Há cerca de um ano, a marca deu um passo além e expandiu internacionalmente. Guiada por práticas ambiental, social e de governança (ESG), a Panier aposta na sustentabilidade como base da produção. As bolsas são feitas com materiais naturais e produzidas sob demanda, evitando desperdícios. Reaproveitam sobras, compensam carbono com o plantio de árvores e priorizam mulheres em todas as áreas, das artesãs à gerência. Isso as conecta com o propósito que originou tudo: permitir que mães trabalhem e estejam presentes na vida de seus filhos.
O apoio da ApexBrasil, da Fibra, do Sebrae, do Sindivest e da CNI foi essencial nessa trajetória. "Eles nos ajudaram a participar de rodadas de negócios, a fazer networking e entrar nesse ecossistema da moda exportadora. Além do retorno financeiro, percebo que estar em eventos internacionais fez o público brasileiro valorizar ainda mais o nosso trabalho. O brasileiro precisa se orgulhar do que é feito aqui, com a nossa cara", afirma Anna Chaves.
A recepção da label brasiliense no exterior também tem revelado diferenças culturais interessantes. "Os brasileiros amam cores, mas em países como Japão e Chile precisamos adaptar um pouco a paleta. O maior desafio não é entrar num novo mercado, e sim continuar exportando. Exportar é criar uma relação de constância e confiança."
Um futuro que fala português
Com estilos distintos, mas propósitos semelhantes, Sy&Vie, Serpui e Panier mostram que o design brasileiro vive um momento de maturidade e reconhecimento. São marcas que unem tradição artesanal, sustentabilidade e inovação, reafirmando o Brasil como um dos polos criativos mais promissores do mundo.
"A identidade cultural brasileira também desempenha um papel essencial nessa estratégia, sendo incorporada ao design como um ativo simbólico que comunica originalidade, diversidade e criatividade", resume a gerente de competitividade da Apex, Clarissa Furtado. "Especificamente na moda, a produção brasileira dificilmente tem condições de competir em preços com grandes produtores asiáticos, especialmente a China, que concentram a maior parte da produção global. Nosso diferencial está justamente no design único das nossas peças e materiais."
Para a pesquisadora de moda Tetê Laudares, o cenário atual revela um movimento de reposicionamento da moda nacional no exterior. "A moda brasileira vem buscando se recolocar no cenário internacional por meio de showrooms e eventos que acontecem nas principais semanas de moda", observa. Segundo ela, o olhar estrangeiro costuma se encantar pela alma criativa e pela força simbólica que o trabalho manual carrega, especialmente no campo da decoração e dos acessórios. "O design de inspiração na arte popular brasileira ganha muito valor no exterior."

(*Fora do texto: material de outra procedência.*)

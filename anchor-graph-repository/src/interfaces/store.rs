//! This module defines the `DocumentStore` and `StoreTransaction` traits, which
//! abstract the per-collection document storage behind the anchor graph.
use anchor_graph_shared::{AnchorKind, ObjectId};
use serde_json::Value;

use crate::errors::StoreError;
use crate::query::{Filter, WriteOp};

/// A trait that defines the interface for a collection-oriented document store.
///
/// Each `AnchorKind` maps to one collection. Documents are JSON objects keyed
/// by their `_id`. Implementors must provide multi-document transactions
/// through [`DocumentStore::begin`] and report retryable failures as
/// [`StoreError::Transient`].
#[async_trait::async_trait]
pub trait DocumentStore: Send + Sync {
    /// Loads a single document by id.
    ///
    /// # Arguments
    ///
    /// * `kind` - Collection to read from
    /// * `id` - Document id
    ///
    /// # Returns
    ///
    /// * `Ok(Some(Value))` - The stored document
    /// * `Ok(None)` - No document with this id
    /// * `Err(StoreError)` - Backend failure
    async fn find_by_id(&self, kind: AnchorKind, id: &ObjectId)
    -> Result<Option<Value>, StoreError>;

    /// Loads every document of a collection matching `filter`.
    ///
    /// # Arguments
    ///
    /// * `kind` - Collection to read from
    /// * `filter` - Predicate the returned documents satisfy
    ///
    /// # Returns
    ///
    /// A `Result` with the matching documents in unspecified order.
    async fn find(&self, kind: AnchorKind, filter: &Filter) -> Result<Vec<Value>, StoreError>;

    /// Inserts a new document outside of any transaction.
    ///
    /// # Returns
    ///
    /// * `Ok(())` - Document inserted
    /// * `Err(StoreError::DuplicateKey)` - A document with this id already exists
    async fn insert_one(
        &self,
        kind: AnchorKind,
        id: &ObjectId,
        document: Value,
    ) -> Result<(), StoreError>;

    /// Replaces a document only if its current state matches `expected`.
    ///
    /// This is the store's compare-and-set primitive.
    ///
    /// # Arguments
    ///
    /// * `kind` - Collection holding the document
    /// * `id` - Document id
    /// * `expected` - Predicate the current document must satisfy
    /// * `document` - Replacement document
    ///
    /// # Returns
    ///
    /// * `Ok(true)` - The document matched and was replaced
    /// * `Ok(false)` - The document is absent or did not match
    /// * `Err(StoreError)` - Backend failure
    async fn replace_if(
        &self,
        kind: AnchorKind,
        id: &ObjectId,
        expected: &Filter,
        document: Value,
    ) -> Result<bool, StoreError>;

    /// Deletes a document only if its current state matches `expected`.
    ///
    /// # Returns
    ///
    /// `Ok(true)` when a document was deleted.
    async fn delete_if(
        &self,
        kind: AnchorKind,
        id: &ObjectId,
        expected: &Filter,
    ) -> Result<bool, StoreError>;

    /// Opens a multi-document transaction.
    ///
    /// # Returns
    ///
    /// A boxed [`StoreTransaction`]; nothing written through it is visible
    /// until [`StoreTransaction::commit`] succeeds.
    async fn begin(&self) -> Result<Box<dyn StoreTransaction>, StoreError>;
}

/// An open multi-document transaction.
#[async_trait::async_trait]
pub trait StoreTransaction: Send {
    /// Stages a batch of writes against one collection.
    ///
    /// # Arguments
    ///
    /// * `kind` - Target collection
    /// * `ops` - Writes applied in order (empty slices are no-ops)
    async fn bulk_write(&mut self, kind: AnchorKind, ops: &[WriteOp]) -> Result<(), StoreError>;

    /// Makes every staged write visible atomically.
    ///
    /// On error no staged write is visible.
    async fn commit(self: Box<Self>) -> Result<(), StoreError>;

    /// Discards every staged write.
    async fn abort(self: Box<Self>) -> Result<(), StoreError>;
}
//! # Anchor Graph
//!
//! Service around the anchor graph engine: it connects the document store,
//! creates the system roots, and drives scheduled walkers until shutdown.
//!
//! ## Modules
//!
//! - [`config`]: Environment configuration and dependency initialization
//! - [`service`]: Scheduler driver lifecycle
//! - [`errors`]: Error types for the service

pub mod config;
pub mod errors;
pub mod service;

pub use config::{Dependencies, StoreBackend};
pub use errors::ServiceError;
pub use service::Service;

Apesar do avanço, Tetê acredita que ainda há lacunas importantes a serem preenchidas para que o país consolide seu lugar como referência global. Segundo ela, é preciso ampliar a capacidade de entrega do Brasil e transformar o que é primário em algo com qualidade superior, mantendo a autenticidade do design.
Ela destaca a importância de diversificar os apoios e incentivar novos atores criativos. "Precisamos de mais ferramentas para fomentar a entrada de outras vozes e expressões. Há uma tentativa de cooperação internacional, inclusive de países como a Itália, que buscam contribuir com o desenvolvimento do setor. É um diálogo que precisa avançar, com mais oportunidades e variedade também nas lojas que representam o Brasil lá fora."